Would you explain the difference please? And what is the sequence
to change to akmod?
Sure.... The kmod-nvidia packages on your system contain the actual kernel modules
for the nvidia cards. With 3 kernels installed on my system I see...
[egreshko@meimei ~]$ rpm -qa | grep ^kmod-nvidia
kmod-nvidia-4.11.4-200.fc25.x86_64-375.66-3.fc25.x86_64
kmod-nvidia-4.11.3-202.fc25.x86_64-375.66-3.fc25.x86_64
kmod-nvidia-4.11.5-200.fc25.x86_64-375.66-3.fc25.x86_64
If you don't have akmod-nvidia installed on your system and you get a kernel update
from the fedora repo but the rpmfusion doesn't have the corresponding kmod-nvidia you
will have to wait until they do....as you know.
But, if you install the akmod-nvidia package with supports your HW you won't have to
wait as it will build and install the needed kmod-nvidia when the kernel is updated.
akmod-nvidia-375.66-3 supports the latest nvidia hardware but there are also
other versions to support earlier HW. My older laptop has
akmod-nvidia-340xx-340.102-3 due to the older HW.

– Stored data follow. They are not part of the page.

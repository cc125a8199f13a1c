//! Mood check-in submissions
//!
//! Submissions arrive loosely shaped from the client. They are validated and
//! converted into an immutable [`CheckIn`] before the rate limiter is consulted.

use chrono::{DateTime, Utc};
use serde::{Deserialize, Serialize};
use uuid::Uuid;

use super::{check_range, ValidationError};
use crate::types::{ActivityEntry, CheckIn, Mood, UserId};

/// Maximum length of free-text notes
pub const MAX_NOTES_LEN: usize = 2000;

/// Mood as submitted by the client
#[derive(Debug, Clone, Default, PartialEq, Serialize, Deserialize)]
pub struct MoodSubmission {
    #[serde(default, skip_serializing_if = "Option::is_none")]
    pub score: Option<i64>,
    #[serde(default, skip_serializing_if = "Option::is_none")]
    pub label: Option<String>,
    #[serde(default, skip_serializing_if = "Option::is_none")]
    pub description: Option<String>,
}

/// Check-in as submitted by the client
#[derive(Debug, Clone, Default, PartialEq, Serialize, Deserialize)]
pub struct CheckInSubmission {
    #[serde(default, skip_serializing_if = "Option::is_none")]
    pub mood: Option<MoodSubmission>,
    #[serde(default)]
    pub activities: Vec<ActivityEntry>,
    #[serde(default, skip_serializing_if = "Option::is_none")]
    pub notes: Option<String>,
    /// Only honoured when importing historical check-ins
    #[serde(default, skip_serializing_if = "Option::is_none")]
    pub timestamp: Option<DateTime<Utc>>,
}

impl CheckInSubmission {
    /// Convenience constructor for a mood-only submission
    pub fn with_mood(score: i64) -> Self {
        Self {
            mood: Some(MoodSubmission {
                score: Some(score),
                label: None,
                description: None,
            }),
            ..Default::default()
        }
    }

    pub fn validate(&self) -> Result<(), ValidationError> {
        let mood = self
            .mood
            .as_ref()
            .ok_or_else(|| ValidationError::MissingField("mood".to_string()))?;
        let score = mood
            .score
            .ok_or_else(|| ValidationError::MissingField("mood.score".to_string()))?;
        check_range("mood.score", score as f64, 1.0, 5.0)?;

        for (idx, activity) in self.activities.iter().enumerate() {
            if activity.activity_type.trim().is_empty() {
                return Err(ValidationError::MissingField(format!(
                    "activities[{}].type",
                    idx
                )));
            }
        }

        if let Some(notes) = &self.notes {
            if notes.chars().count() > MAX_NOTES_LEN {
                return Err(ValidationError::TooLong {
                    field: "notes".to_string(),
                    max: MAX_NOTES_LEN,
                });
            }
        }

        Ok(())
    }

    /// Validate and build the immutable check-in record
    pub fn into_check_in(
        self,
        user_id: impl Into<UserId>,
        timestamp: DateTime<Utc>,
    ) -> Result<CheckIn, ValidationError> {
        self.validate()?;

        // validate() guarantees mood and a 1-5 score
        let mood = self.mood.unwrap_or_default();
        let score = mood.score.unwrap_or(1).clamp(1, 5) as u8;
        let label = mood
            .label
            .filter(|l| !l.trim().is_empty())
            .unwrap_or_else(|| default_mood_label(score).to_string());

        Ok(CheckIn {
            id: Uuid::new_v4(),
            user_id: user_id.into(),
            timestamp,
            mood: Mood {
                score,
                label,
                description: mood.description,
            },
            activities: self.activities,
            notes: self.notes,
        })
    }
}

fn default_mood_label(score: u8) -> &'static str {
    match score {
        1 => "very low",
        2 => "low",
        3 => "okay",
        4 => "good",
        _ => "great",
    }
}
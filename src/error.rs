//! Error types for Synheart Wellbeing

use chrono::{DateTime, Utc};
use thiserror::Error;
use uuid::Uuid;

use crate::schema::ValidationError;

/// Errors that can occur in the wellbeing engine
#[derive(Debug, Error)]
pub enum WellbeingError {
    #[error("Insufficient data: {0}")]
    InsufficientData(String),

    #[error("Insufficient baseline history for {metric}: {samples} of {required} samples")]
    InsufficientBaseline {
        metric: String,
        samples: usize,
        required: usize,
    },

    #[error("Check-in cooldown active until {next_available_at}")]
    CooldownActive { next_available_at: DateTime<Utc> },

    #[error("Support request {0} has already been claimed")]
    AlreadyClaimed(Uuid),

    #[error("Support request {0} has expired")]
    AlreadyExpired(Uuid),

    #[error("Support request not found: {0}")]
    SupportRequestNotFound(Uuid),

    #[error("User {0} cannot claim their own support request")]
    SelfClaim(String),

    #[error("Caller {0} is not allowed to perform this operation")]
    Forbidden(String),

    #[error("Invalid input: {0}")]
    InvalidInput(#[from] ValidationError),

    #[error("Collaborator unavailable: {0}")]
    Collaborator(String),

    #[error("Configuration error: {0}")]
    Config(String),

    #[error("Invalid JSON: {0}")]
    Json(#[from] serde_json::Error),

    #[error("Invalid TOML: {0}")]
    Toml(#[from] toml::de::Error),

    #[error("IO error: {0}")]
    Io(#[from] std::io::Error),
}

impl WellbeingError {
    /// Expected conditions the caller surfaces as state rather than failure
    pub fn is_recoverable(&self) -> bool {
        matches!(
            self,
            WellbeingError::InsufficientData(_)
                | WellbeingError::InsufficientBaseline { .. }
                | WellbeingError::CooldownActive { .. }
                | WellbeingError::AlreadyClaimed(_)
                | WellbeingError::AlreadyExpired(_)
        )
    }

    /// Stable machine-readable code for hosts
    pub fn code(&self) -> &'static str {
        match self {
            WellbeingError::InsufficientData(_) => "INSUFFICIENT_DATA",
            WellbeingError::InsufficientBaseline { .. } => "INSUFFICIENT_BASELINE",
            WellbeingError::CooldownActive { .. } => "COOLDOWN_ACTIVE",
            WellbeingError::AlreadyClaimed(_) => "ALREADY_CLAIMED",
            WellbeingError::AlreadyExpired(_) => "ALREADY_EXPIRED",
            WellbeingError::SupportRequestNotFound(_) => "NOT_FOUND",
            WellbeingError::SelfClaim(_) => "SELF_CLAIM",
            WellbeingError::Forbidden(_) => "FORBIDDEN",
            WellbeingError::InvalidInput(_) => "INVALID_INPUT",
            WellbeingError::Collaborator(_) => "COLLABORATOR_UNAVAILABLE",
            WellbeingError::Config(_) => "CONFIG_ERROR",
            WellbeingError::Json(_) => "JSON_ERROR",
            WellbeingError::Toml(_) => "TOML_ERROR",
            WellbeingError::Io(_) => "IO_ERROR",
        }
    }
}

/// Result alias used throughout the crate
pub type Result<T> = std::result::Result<T, WellbeingError>;

#[cfg(test)]
mod tests {
    use super::*;

    #[test]
    fn test_recoverable_taxonomy() {
        assert!(WellbeingError::InsufficientData("none".into()).is_recoverable());
        assert!(WellbeingError::CooldownActive {
            next_available_at: Utc::now()
        }
        .is_recoverable());
        assert!(WellbeingError::AlreadyClaimed(Uuid::new_v4()).is_recoverable());
        assert!(!WellbeingError::Collaborator("timeout".into()).is_recoverable());
        assert!(!WellbeingError::Forbidden("u1".into()).is_recoverable());
    }

    #[test]
    fn test_cooldown_message_carries_retry_time() {
        let at = DateTime::parse_from_rfc3339("2024-03-01T12:00:00Z")
            .unwrap()
            .with_timezone(&Utc);
        let err = WellbeingError::CooldownActive {
            next_available_at: at,
        };
        assert!(err.to_string().contains("2024-03-01 12:00:00"));
        assert_eq!(err.code(), "COOLDOWN_ACTIVE");
    }
}
//! Configuration loading
//!
//! Every threshold the engine applies lives in [`Policy`] and can be set from a
//! TOML file. Unset fields fall back to the documented defaults.
//!
//! ```toml
//! [policy]
//! significance_threshold = 1.5
//! check_in_cooldown_minutes = 240
//!
//! [policy.min_practical_delta]
//! sleep_hours = 1.0
//!
//! [logging]
//! level = "info"
//!
//! [scheduler]
//! interval_minutes = 60
//! ```

use chrono::Duration;
use serde::{Deserialize, Serialize};
use std::path::{Path, PathBuf};

use crate::error::{Result, WellbeingError};
use crate::types::Metric;

/// Top-level configuration
#[derive(Debug, Clone, Default, PartialEq, Serialize, Deserialize)]
pub struct Config {
    #[serde(default)]
    pub policy: Policy,
    #[serde(default)]
    pub logging: LoggingConfig,
    #[serde(default)]
    pub scheduler: SchedulerConfig,
}

impl Config {
    /// Load and validate configuration from a TOML file
    pub fn load(path: &Path) -> Result<Self> {
        let content = std::fs::read_to_string(path)?;
        Self::from_toml_str(&content)
    }

    /// Parse and validate configuration from TOML text
    pub fn from_toml_str(content: &str) -> Result<Self> {
        let config: Config = toml::from_str(content)?;
        config.policy.validate()?;
        if config.scheduler.interval_minutes == 0 {
            return Err(WellbeingError::Config(
                "scheduler.interval_minutes must be positive".to_string(),
            ));
        }
        Ok(config)
    }
}

/// Minimum raw change per metric before a deviation counts as practical
#[derive(Debug, Clone, PartialEq, Serialize, Deserialize)]
#[serde(default)]
pub struct PracticalDeltas {
    pub sleep_hours: f64,
    pub sleep_quality: f64,
    pub steps_per_day: f64,
    pub activity_level: f64,
    pub exercise_minutes: f64,
    pub mood_score: f64,
}

impl Default for PracticalDeltas {
    fn default() -> Self {
        Self {
            sleep_hours: 1.0,
            sleep_quality: 0.1,
            steps_per_day: 1500.0,
            activity_level: 0.5,
            exercise_minutes: 10.0,
            mood_score: 0.5,
        }
    }
}

impl PracticalDeltas {
    pub fn get(&self, metric: Metric) -> f64 {
        match metric {
            Metric::SleepHours => self.sleep_hours,
            Metric::SleepQuality => self.sleep_quality,
            Metric::StepsPerDay => self.steps_per_day,
            Metric::ActivityLevel => self.activity_level,
            Metric::ExerciseMinutes => self.exercise_minutes,
            Metric::MoodScore => self.mood_score,
        }
    }
}

/// Analysis, rate-limit and support thresholds
#[derive(Debug, Clone, PartialEq, Serialize, Deserialize)]
#[serde(default)]
pub struct Policy {
    /// Days of history required before a metric gets a baseline
    pub min_baseline_samples: usize,
    /// Length of the trailing baseline window (days)
    pub baseline_window_days: u32,
    /// Length of the current evaluation window (days)
    pub evaluation_window_days: u32,
    /// |deltaSigma| a metric must exceed to be significant
    pub significance_threshold: f64,
    /// Clamp for |deltaSigma|, also used for zero-variance baselines
    pub max_delta_sigma: f64,
    pub min_practical_delta: PracticalDeltas,
    /// Unhealthy significant metrics at which status becomes critical
    pub critical_metric_count: usize,
    /// Mood at or below this value counts toward the hard critical rule
    pub critical_mood_score: f64,
    pub critical_mood_consecutive_days: u32,
    /// Saturation scale for the magnitude part of confidence
    pub confidence_scale: f64,
    /// Baseline sample count at which history no longer caps confidence
    pub full_confidence_samples: usize,
    /// Confidence a declining status must exceed to request support
    pub support_threshold: f64,
    pub check_in_cooldown_minutes: i64,
    pub support_request_ttl_hours: i64,
}

impl Default for Policy {
    fn default() -> Self {
        Self {
            min_baseline_samples: 5,
            baseline_window_days: 28,
            evaluation_window_days: 3,
            significance_threshold: 1.5,
            max_delta_sigma: 10.0,
            min_practical_delta: PracticalDeltas::default(),
            critical_metric_count: 3,
            critical_mood_score: 1.0,
            critical_mood_consecutive_days: 2,
            confidence_scale: 2.0,
            full_confidence_samples: 14,
            support_threshold: 0.6,
            check_in_cooldown_minutes: 240,
            support_request_ttl_hours: 24,
        }
    }
}

impl Policy {
    pub fn check_in_cooldown(&self) -> Duration {
        Duration::minutes(self.check_in_cooldown_minutes)
    }

    pub fn support_request_ttl(&self) -> Duration {
        Duration::hours(self.support_request_ttl_hours)
    }

    /// Reject values that would make the rules meaningless
    pub fn validate(&self) -> Result<()> {
        let fail = |msg: &str| Err(WellbeingError::Config(msg.to_string()));

        if self.min_baseline_samples < 2 {
            return fail("min_baseline_samples must be at least 2");
        }
        if self.baseline_window_days == 0 || self.evaluation_window_days == 0 {
            return fail("window lengths must be positive");
        }
        if (self.baseline_window_days as usize) < self.min_baseline_samples {
            return fail("baseline_window_days cannot hold min_baseline_samples days");
        }
        if !(self.significance_threshold > 0.0) {
            return fail("significance_threshold must be positive");
        }
        if self.max_delta_sigma <= self.significance_threshold {
            return fail("max_delta_sigma must exceed significance_threshold");
        }
        if !(self.confidence_scale > 0.0) {
            return fail("confidence_scale must be positive");
        }
        if self.full_confidence_samples == 0 {
            return fail("full_confidence_samples must be positive");
        }
        if !(0.0..=1.0).contains(&self.support_threshold) {
            return fail("support_threshold must be within 0..=1");
        }
        if self.critical_metric_count == 0 || self.critical_mood_consecutive_days == 0 {
            return fail("critical cutoffs must be positive");
        }
        if self.check_in_cooldown_minutes < 0 || self.support_request_ttl_hours <= 0 {
            return fail("cooldown must be non-negative and TTL positive");
        }
        if Metric::ALL
            .iter()
            .any(|m| self.min_practical_delta.get(*m) < 0.0)
        {
            return fail("min_practical_delta values must be non-negative");
        }
        Ok(())
    }
}

/// Logging configuration
#[derive(Debug, Clone, PartialEq, Serialize, Deserialize)]
pub struct LoggingConfig {
    /// Log level filter (trace, debug, info, warn, error)
    #[serde(default = "default_log_level")]
    pub level: String,
    /// Write daily-rotated logs here instead of stderr
    #[serde(default)]
    pub directory: Option<PathBuf>,
}

impl Default for LoggingConfig {
    fn default() -> Self {
        Self {
            level: default_log_level(),
            directory: None,
        }
    }
}

fn default_log_level() -> String {
    "info".to_string()
}

/// Cadence of scheduled evaluations
#[derive(Debug, Clone, PartialEq, Serialize, Deserialize)]
pub struct SchedulerConfig {
    #[serde(default = "default_interval_minutes")]
    pub interval_minutes: u64,
}

impl Default for SchedulerConfig {
    fn default() -> Self {
        Self {
            interval_minutes: default_interval_minutes(),
        }
    }
}

fn default_interval_minutes() -> u64 {
    60
}

impl SchedulerConfig {
    pub fn interval(&self) -> std::time::Duration {
        std::time::Duration::from_secs(self.interval_minutes * 60)
    }
}

#[cfg(test)]
mod tests {
    use super::*;
    use pretty_assertions::assert_eq;
    use std::io::Write;

    #[test]
    fn test_defaults_are_valid() {
        let config = Config::default();
        assert!(config.policy.validate().is_ok());
        assert_eq!(config.policy.check_in_cooldown(), Duration::hours(4));
    }

    #[test]
    fn test_partial_toml_keeps_defaults() {
        let config = Config::from_toml_str(
            r#"
            [policy]
            significance_threshold = 2.0

            [policy.min_practical_delta]
            mood_score = 1.0

            [scheduler]
            interval_minutes = 15
            "#,
        )
        .unwrap();

        assert_eq!(config.policy.significance_threshold, 2.0);
        assert_eq!(config.policy.min_practical_delta.mood_score, 1.0);
        assert_eq!(config.policy.min_practical_delta.sleep_hours, 1.0);
        assert_eq!(config.policy.min_baseline_samples, 5);
        assert_eq!(config.scheduler.interval_minutes, 15);
        assert_eq!(config.logging, LoggingConfig::default());
    }

    #[test]
    fn test_reject_invalid_policy() {
        let err = Config::from_toml_str("[policy]\nsupport_threshold = 1.5\n").unwrap_err();
        assert!(matches!(err, WellbeingError::Config(_)));

        let err = Config::from_toml_str("[policy]\nmin_baseline_samples = 1\n").unwrap_err();
        assert!(matches!(err, WellbeingError::Config(_)));
    }

    #[test]
    fn test_load_from_file() {
        let mut file = tempfile::NamedTempFile::new().unwrap();
        writeln!(file, "[logging]\nlevel = \"debug\"").unwrap();

        let config = Config::load(file.path()).unwrap();
        assert_eq!(config.logging.level, "debug");
    }

    #[test]
    fn test_malformed_toml() {
        let err = Config::from_toml_str("[policy\n").unwrap_err();
        assert!(matches!(err, WellbeingError::Toml(_)));
    }
}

All you need do is install the appropriate akmod-nvidia package and the required
dependencies will be installed.
> If you run with akmod it will automatically rebuild the kmods for you so you
> won't be caught. The only "downside" is that now with dnf you have to
> remember that the rebuild process runs after, and silently, the dnf updates
> are completed. If you reboot too quickly the process wouldn't have enough
> time to finish and when your reboot you'll have a blank screen for a few
> minutes while it is rebuilding again....silently. So, if you forget that
> you may be inclined to think you've got a hung system....but you don't.
It's the 'silent' that bugs me and makes me ask WHY :-)
I think it has to do with the difficulty in putting out messages in the asynchronous
environment in which the packages are built/installed. However, it is easy to check
if all is well by just doing a "tailf" on /var/cache/akmods/akmods.log during
or
after the kernel update and wait for "success" such as this....
2017/06/16 08:01:15 akmods: Building and installing nvidia-kmod
2017/06/16 08:01:15 akmods: Building RPM using the command '/sbin/akmodsbuild
--target x86_64 --kernels 4.11.5-200.fc25.x86_64 /usr/src/akmods/nvidia-kmod.latest'
2017/06/16 08:01:49 akmods: Installing newly built rpms
2017/06/16 08:01:49 akmods: DNF detected
2017/06/16 08:01:57 akmods: Successful.